-- Dataset follows --

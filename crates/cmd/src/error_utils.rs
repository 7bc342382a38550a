// Error mapping helpers shared by the commands

use anyhow::{Result, anyhow};

/// Extension trait for Results that turns any displayable error into an
/// `anyhow::Error` with a "Failed to ..." context message.
pub trait ErrorContext<T> {
    /// Map error with a context message
    fn with_context_msg(self, msg: &str) -> Result<T>;

    /// Map error with a context message and a subject
    fn with_context_fmt(self, msg: &str, args: &dyn std::fmt::Display) -> Result<T>;

    /// File operations: "Failed to {operation} {path}: ..."
    fn file_context(self, operation: &str, path: &str) -> Result<T>;

    /// Configuration loading and validation
    fn config_context(self, path: &str) -> Result<T>;

    /// Template loading and rendering
    fn template_context(self, operation: &str) -> Result<T>;
}

impl<T, E> ErrorContext<T> for std::result::Result<T, E>
where
    E: std::fmt::Display,
{
    fn with_context_msg(self, msg: &str) -> Result<T> {
        self.map_err(|e| anyhow!("{}: {}", msg, e))
    }

    fn with_context_fmt(self, msg: &str, args: &dyn std::fmt::Display) -> Result<T> {
        self.map_err(|e| anyhow!("{} {}: {}", msg, args, e))
    }

    fn file_context(self, operation: &str, path: &str) -> Result<T> {
        self.with_context_fmt(&format!("Failed to {}", operation), &path)
    }

    fn config_context(self, path: &str) -> Result<T> {
        self.with_context_fmt("Failed to load configuration", &path)
    }

    fn template_context(self, operation: &str) -> Result<T> {
        self.with_context_msg(&format!("Failed to {} templates", operation))
    }
}

#[cfg(test)]
mod tests {
    use super::*;
    use std::io::{Error as IoError, ErrorKind};

    #[test]
    fn test_file_context() {
        let io_error = IoError::new(ErrorKind::NotFound, "file not found");
        let result: std::result::Result<(), _> = Err(io_error);

        let err = result.file_context("read", "/test/list.txt").expect_err("mapped");
        assert!(err.to_string().contains("Failed to read /test/list.txt"));
        assert!(err.to_string().contains("file not found"));
    }

    #[test]
    fn test_config_context() {
        let result: std::result::Result<(), _> = Err("unknown field `drss`");
        let err = result.config_context("tdspu.yaml").expect_err("mapped");
        assert_eq!(
            err.to_string(),
            "Failed to load configuration tdspu.yaml: unknown field `drss`"
        );
    }

    #[test]
    fn test_template_context() {
        let result: std::result::Result<(), _> = Err("no such directory");
        let err = result.template_context("load").expect_err("mapped");
        assert!(err.to_string().starts_with("Failed to load templates"));
    }
}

-- Dataset concluded --

**Work item**.
Scan the listing above and work out how many lines contain the string "unknown"; reply with only that number.

**Task response**.
2